→ **PROBLEM REQUIREMENTS**
For the entries below, state how many lines contain the string "configuration". Add nothing else.

→ **PROVIDED INFORMATION**

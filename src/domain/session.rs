use crate::domain::asset::{Asset, Direction, Language};
use crate::domain::order::UserId;
use crate::domain::quote::{Amount, Quote};

/// Points at which the intake dialogue waits for the user.
#[derive(Debug, Clone, Copy, PartialEq, Eq, Default)]
pub enum SessionState {
    #[default]
    SelectLanguage,
    ChooseDirection,
    PickAsset,
    EnterAmount,
    EnterWallet,
    AwaitingReceipt,
}

/// Per-user dialogue state.
///
/// Request fields are filled in as the user advances and cleared again once
/// the request has been handed to the reviewer.
#[derive(Debug, Clone, PartialEq)]
pub struct Session {
    pub user: UserId,
    pub username: Option<String>,
    pub state: SessionState,
    pub language: Language,
    pub direction: Option<Direction>,
    pub asset: Option<Asset>,
    pub amount: Option<Amount>,
    pub quote: Option<Quote>,
    pub payout_wallet: Option<String>,
    pub retry_count: u32,
}

impl Session {
    pub fn new(user: UserId) -> Self {
        Self {
            user,
            username: None,
            state: SessionState::SelectLanguage,
            language: Language::default(),
            direction: None,
            asset: None,
            amount: None,
            quote: None,
            payout_wallet: None,
            retry_count: 0,
        }
    }

    /// Back to language selection with nothing remembered but the user.
    pub fn reset(&mut self) {
        let username = self.username.take();
        *self = Session::new(self.user);
        self.username = username;
    }

    pub fn select_language(&mut self, language: Language) {
        self.language = language;
        self.retry_count = 0;
        self.clear_request();
        self.state = SessionState::ChooseDirection;
    }

    /// Drops the in-flight request but keeps language and retry count.
    pub fn clear_request(&mut self) {
        self.direction = None;
        self.asset = None;
        self.amount = None;
        self.quote = None;
        self.payout_wallet = None;
    }
}

#[cfg(test)]
mod tests {
    use super::*;
    use rust_decimal_macros::dec;

    #[test]
    fn test_new_session_starts_at_language() {
        let session = Session::new(1);
        assert_eq!(session.state, SessionState::SelectLanguage);
        assert_eq!(session.retry_count, 0);
        assert!(session.direction.is_none());
    }

    #[test]
    fn test_reset_keeps_identity_only() {
        let mut session = Session::new(9);
        session.username = Some("bob".to_string());
        session.select_language(Language::English);
        session.direction = Some(Direction::Buy);
        session.amount = Some(Amount::new(dec!(1)).unwrap());
        session.retry_count = 3;

        session.reset();
        assert_eq!(session.user, 9);
        assert_eq!(session.username.as_deref(), Some("bob"));
        assert_eq!(session.state, SessionState::SelectLanguage);
        assert_eq!(session.retry_count, 0);
        assert!(session.amount.is_none());
    }

    #[test]
    fn test_language_selection_resets_retries() {
        let mut session = Session::new(1);
        session.retry_count = 2;
        session.select_language(Language::Armenian);
        assert_eq!(session.retry_count, 0);
        assert_eq!(session.language, Language::Armenian);
        assert_eq!(session.state, SessionState::ChooseDirection);
    }
}
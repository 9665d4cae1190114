#![allow(dead_code)]

use std::fs::File;
use std::io::Error;
use std::path::Path;

pub const WALLET: &str = "0x5aAeb6053F3E94C9b9A09f33669435E7Ef1BeAed";

/// A JPEG holding only an APP1 Exif segment whose IFD0 carries `DateTime`.
pub fn receipt_jpeg(datetime: &str) -> Vec<u8> {
    let mut value = datetime.as_bytes().to_vec();
    value.push(0);

    // header (8) + entry count (2) + one entry (12) + next-IFD offset (4)
    let value_offset: u32 = 8 + 2 + 12 + 4;
    let mut tiff = b"MM\x00\x2a\x00\x00\x00\x08".to_vec();
    tiff.extend_from_slice(&1u16.to_be_bytes());
    tiff.extend_from_slice(&0x0132u16.to_be_bytes());
    tiff.extend_from_slice(&2u16.to_be_bytes());
    tiff.extend_from_slice(&(value.len() as u32).to_be_bytes());
    tiff.extend_from_slice(&value_offset.to_be_bytes());
    tiff.extend_from_slice(&0u32.to_be_bytes());
    tiff.extend_from_slice(&value);

    let mut jpeg = vec![0xff, 0xd8, 0xff, 0xe1];
    jpeg.extend_from_slice(&((2 + 6 + tiff.len()) as u16).to_be_bytes());
    jpeg.extend_from_slice(b"Exif\x00\x00");
    jpeg.extend_from_slice(&tiff);
    jpeg.extend_from_slice(&[0xff, 0xd9]);
    jpeg
}

pub fn exif_datetime(date: chrono::NaiveDate) -> String {
    format!("{} 12:00:00", date.format("%Y:%m:%d"))
}

/// Writes an events file with the standard header.
pub fn write_events(path: &Path, rows: &[[&str; 4]]) -> Result<(), Error> {
    let file = File::create(path)?;
    let mut wtr = csv::WriterBuilder::new().from_writer(file);

    wtr.write_record(["user", "username", "kind", "payload"])?;
    for row in rows {
        wtr.write_record(row)?;
    }

    wtr.flush()?;
    Ok(())
}
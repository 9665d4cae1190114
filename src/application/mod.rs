//! Application layer orchestrating the intake dialogue.
//!
//! `workflow` owns the per-user sessions and is the single entry point for
//! inbound events; `pricing` and `registry` are the shared state it relies on.

pub mod pricing;
pub mod registry;
pub mod workflow;
pub mod event_reader;
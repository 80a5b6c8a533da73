//! REST API router and configuration.

use std::sync::Arc;

use axum::{
    http::{header, Method},
    routing::get,
    Router,
};
use tower_http::{
    cors::{Any, CorsLayer},
    trace::TraceLayer,
};

use crate::api::handlers::{
    create_entity_handler, delete_entity_handler, get_entity_handler, health_handler,
    list_entities_handler, update_entity_handler, ApiState,
};
use crate::storage::EntityStore;

/// REST API configuration.
#[derive(Debug, Clone)]
pub struct RestApiConfig {
    /// Enable permissive CORS.
    pub enable_cors: bool,
    /// API prefix (e.g., "/api").
    pub prefix: String,
}

impl Default for RestApiConfig {
    fn default() -> Self {
        Self {
            enable_cors: true,
            prefix: "/api".to_string(),
        }
    }
}

/// Create the REST API router.
///
/// Endpoints:
/// - GET    /api/entities       - List entities (search, deceased, gender,
///   startDate, endDate, countries)
/// - POST   /api/entities       - Create an entity
/// - GET    /api/entities/:id   - Get an entity
/// - PUT    /api/entities/:id   - Replace an entity
/// - DELETE /api/entities/:id   - Delete an entity
/// - GET    /health             - Liveness probe
pub fn create_rest_router(store: Arc<dyn EntityStore>, config: &RestApiConfig) -> Router {
    let prefix = config.prefix.trim_end_matches('/');
    let state = Arc::new(ApiState::new(store, format!("{prefix}/entities")));

    let api_routes = Router::new()
        .route(
            "/entities",
            get(list_entities_handler).post(create_entity_handler),
        )
        .route(
            "/entities/:id",
            get(get_entity_handler)
                .put(update_entity_handler)
                .delete(delete_entity_handler),
        )
        .with_state(Arc::clone(&state));

    let health = Router::new()
        .route("/health", get(health_handler))
        .with_state(state);

    let api_routes = if prefix.is_empty() {
        api_routes
    } else {
        Router::new().nest(prefix, api_routes)
    };
    let router = api_routes
        .merge(health)
        .layer(TraceLayer::new_for_http());

    if config.enable_cors {
        let cors = CorsLayer::new()
            .allow_methods([
                Method::GET,
                Method::POST,
                Method::PUT,
                Method::DELETE,
                Method::OPTIONS,
            ])
            .allow_headers([header::CONTENT_TYPE])
            .expose_headers([header::LOCATION])
            .allow_origin(Any);

        router.layer(cors)
    } else {
        router
    }
}
//! In-memory storage backend.
//!
//! Entities live in a single `Vec` guarded by one `RwLock`: list and get take
//! the read side, create/update/delete take the write side. Insertion order is
//! the list order.

use std::sync::RwLock;

use tracing::{debug, info};

use crate::entity::{Entity, EntityDraft, EntityId};
use crate::filter::EntityFilter;
use crate::storage::traits::{EntityStore, StorageError};

fn lock_err(context: &'static str) -> StorageError {
    StorageError::BackendError(format!("poisoned lock: {context}"))
}

/// Thread-safe in-memory entity store.
#[derive(Debug, Default)]
pub struct InMemoryEntityStore {
    entities: RwLock<Vec<Entity>>,
}

impl InMemoryEntityStore {
    /// Creates an empty store.
    #[must_use]
    pub fn new() -> Self {
        Self::default()
    }

    /// Creates a store holding the given records in order.
    ///
    /// Records are taken as-is, including their ids; callers are responsible
    /// for keeping ids unique.
    #[must_use]
    pub fn with_entities(entities: Vec<Entity>) -> Self {
        Self {
            entities: RwLock::new(entities),
        }
    }
}

impl EntityStore for InMemoryEntityStore {
    fn list(&self, filter: &EntityFilter) -> Result<Vec<Entity>, StorageError> {
        let entities = self.entities.read().map_err(|_| lock_err("entity.list"))?;
        let matched: Vec<Entity> = entities
            .iter()
            .filter(|e| filter.matches(e))
            .cloned()
            .collect();
        debug!(
            total = entities.len(),
            matched = matched.len(),
            "listed entities"
        );
        Ok(matched)
    }

    fn get(&self, id: &EntityId) -> Result<Option<Entity>, StorageError> {
        let entities = self.entities.read().map_err(|_| lock_err("entity.get"))?;
        Ok(entities.iter().find(|e| &e.id == id).cloned())
    }

    fn create(&self, draft: EntityDraft) -> Result<Entity, StorageError> {
        let mut entities = self.entities.write().map_err(|_| lock_err("entity.create"))?;

        let mut id = EntityId::generate();
        while entities.iter().any(|e| e.id == id) {
            id = EntityId::generate();
        }

        let entity = Entity::from_draft(id, draft);
        entities.push(entity.clone());
        info!(id = %entity.id, "created entity");
        Ok(entity)
    }

    fn update(&self, id: &EntityId, draft: EntityDraft) -> Result<Entity, StorageError> {
        let mut entities = self.entities.write().map_err(|_| lock_err("entity.update"))?;
        let existing = entities
            .iter_mut()
            .find(|e| &e.id == id)
            .ok_or_else(|| StorageError::EntityNotFound(id.clone()))?;

        existing.apply(draft);
        info!(id = %id, "updated entity");
        Ok(existing.clone())
    }

    fn delete(&self, id: &EntityId) -> Result<(), StorageError> {
        let mut entities = self.entities.write().map_err(|_| lock_err("entity.delete"))?;
        let position = entities
            .iter()
            .position(|e| &e.id == id)
            .ok_or_else(|| StorageError::EntityNotFound(id.clone()))?;

        entities.remove(position);
        info!(id = %id, "deleted entity");
        Ok(())
    }

    fn len(&self) -> Result<usize, StorageError> {
        let entities = self.entities.read().map_err(|_| lock_err("entity.len"))?;
        Ok(entities.len())
    }
}

#[cfg(test)]
mod tests {
    use super::*;

    use std::sync::Arc;
    use std::thread;

    use crate::entity::Name;

    #[test]
    fn entity_create_get_update_delete() {
        let store = InMemoryEntityStore::new();
        assert!(store.is_empty().unwrap());

        let created = store
            .create(EntityDraft::new().with_name(Name::new("Ada", None::<String>, "Lovelace")))
            .unwrap();
        assert!(!created.id.is_empty());
        assert_eq!(store.len().unwrap(), 1);

        let got = store.get(&created.id).unwrap().unwrap();
        assert_eq!(got, created);

        let updated = store
            .update(&created.id, EntityDraft::new().with_gender("Female"))
            .unwrap();
        assert_eq!(updated.id, created.id);
        assert_eq!(updated.gender.as_deref(), Some("Female"));
        assert!(updated.names.is_none());
        assert_eq!(store.get(&created.id).unwrap().unwrap(), updated);

        store.delete(&created.id).unwrap();
        assert!(store.get(&created.id).unwrap().is_none());
        assert!(store.is_empty().unwrap());
    }

    #[test]
    fn missing_ids_report_not_found() {
        let store = InMemoryEntityStore::new();
        let id = EntityId::from("nope");

        assert!(store.get(&id).unwrap().is_none());
        assert!(matches!(
            store.update(&id, EntityDraft::new()),
            Err(StorageError::EntityNotFound(missing)) if missing == id
        ));
        assert!(store.delete(&id).unwrap_err().is_not_found());
    }

    #[test]
    fn list_preserves_insertion_order() {
        let seeded = vec![
            Entity::from_draft(EntityId::from("b"), EntityDraft::new()),
            Entity::from_draft(EntityId::from("a"), EntityDraft::new()),
        ];
        let store = InMemoryEntityStore::with_entities(seeded);
        let created = store.create(EntityDraft::new()).unwrap();

        let ids: Vec<String> = store
            .list(&EntityFilter::new())
            .unwrap()
            .into_iter()
            .map(|e| e.id.to_string())
            .collect();
        assert_eq!(ids, vec!["b".to_string(), "a".to_string(), created.id.to_string()]);
    }

    #[test]
    fn concurrent_creates_are_all_kept() {
        let store = Arc::new(InMemoryEntityStore::new());
        let handles: Vec<_> = (0..8)
            .map(|_| {
                let store = Arc::clone(&store);
                thread::spawn(move || {
                    for _ in 0..25 {
                        store.create(EntityDraft::new()).unwrap();
                    }
                })
            })
            .collect();

        for handle in handles {
            handle.join().unwrap();
        }

        assert_eq!(store.len().unwrap(), 200);
    }
}
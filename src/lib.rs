//! # Entity Registry
//!
//! An in-memory registry of person records exposed as a small REST resource.
//! Records carry names, addresses, dated events, a deceased flag and a gender,
//! and are listed through a conjunction of optional filters.
//!
//! ## Core Concepts
//!
//! - **Entity**: A person record with a store-assigned, immutable id
//! - **EntityDraft**: The caller-supplied contents of an entity (everything but the id)
//! - **EntityFilter**: Independently optional list predicates combined with AND
//! - **EntityStore**: The single mutation point; `InMemoryEntityStore` backs the server
//!
//! ## Usage
//!
//! ```
//! use entity_registry::{
//!     Address, EntityDraft, EntityFilter, EntityStore, InMemoryEntityStore, Name,
//! };
//!
//! let store = InMemoryEntityStore::new();
//! let created = store
//!     .create(
//!         EntityDraft::new()
//!             .with_name(Name::new("John", Some("Doe"), "Smith"))
//!             .with_address(Address::new("123 Main St", "Example City", "USA")),
//!     )
//!     .unwrap();
//!
//! let found = store.list(&EntityFilter::new().search("doe")).unwrap();
//! assert_eq!(found, vec![created]);
//! ```

#![warn(missing_docs)]
#![warn(clippy::all)]
#![warn(clippy::pedantic)]
#![allow(clippy::module_name_repetitions)]

pub mod config;
pub mod entity;
pub mod error;
pub mod filter;
pub mod seed;
pub mod storage;
pub mod time;

#[cfg(feature = "server")]
pub mod api;

// Re-export primary types at crate root for convenience
pub use config::{ConfigError, LaunchMode, ServerConfig};
pub use entity::{Address, Entity, EntityDate, EntityDraft, EntityId, Name};
pub use error::{RegistryError, RegistryResult, ValidationError};
pub use filter::EntityFilter;
pub use seed::seed_entities;
pub use storage::{EntityStore, InMemoryEntityStore, StorageError};

#[cfg(feature = "server")]
pub use api::{create_rest_router, RestApiConfig};
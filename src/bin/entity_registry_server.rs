//! Entity Registry HTTP Server
//!
//! A standalone server binary exposing the in-memory entity store over REST.

use std::sync::Arc;

use tokio::signal;
use tracing::{error, info};
use tracing_subscriber::EnvFilter;

use entity_registry::{
    create_rest_router, seed_entities, EntityStore, InMemoryEntityStore, LaunchMode,
    RegistryResult, RestApiConfig, ServerConfig,
};

fn init_tracing(default_level: &str) {
    let filter =
        EnvFilter::try_from_default_env().unwrap_or_else(|_| EnvFilter::new(default_level));
    tracing_subscriber::fmt().with_env_filter(filter).init();
}

#[tokio::main]
async fn main() -> RegistryResult<()> {
    let config = match ServerConfig::from_env_and_args()? {
        LaunchMode::Serve(config) => config,
        LaunchMode::Help => {
            println!("{}", entity_registry::config::USAGE);
            return Ok(());
        }
    };

    init_tracing(&config.log_level);

    let store: Arc<dyn EntityStore> = if config.seed {
        Arc::new(InMemoryEntityStore::with_entities(seed_entities()))
    } else {
        Arc::new(InMemoryEntityStore::new())
    };

    let api_config = RestApiConfig {
        enable_cors: config.enable_cors,
        ..RestApiConfig::default()
    };
    let app = create_rest_router(Arc::clone(&store), &api_config);

    let listener = tokio::net::TcpListener::bind(config.addr).await?;
    info!(
        version = env!("CARGO_PKG_VERSION"),
        addr = %config.addr,
        entities = store.len()?,
        "entity registry listening"
    );

    axum::serve(listener, app)
        .with_graceful_shutdown(async {
            if let Err(err) = signal::ctrl_c().await {
                error!(error = %err, "failed to listen for shutdown signal");
            }
        })
        .await?;

    info!("shut down");
    Ok(())
}
//! Entity layer modules.
//!
//! This module groups the entity record, its identifier and its nested records.

#[allow(clippy::module_inception)]
pub mod entity;
pub mod record;

pub use entity::{Entity, EntityDraft, EntityId};
pub use record::{Address, EntityDate, Name};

→ **PROBLEM SOLUTION**
2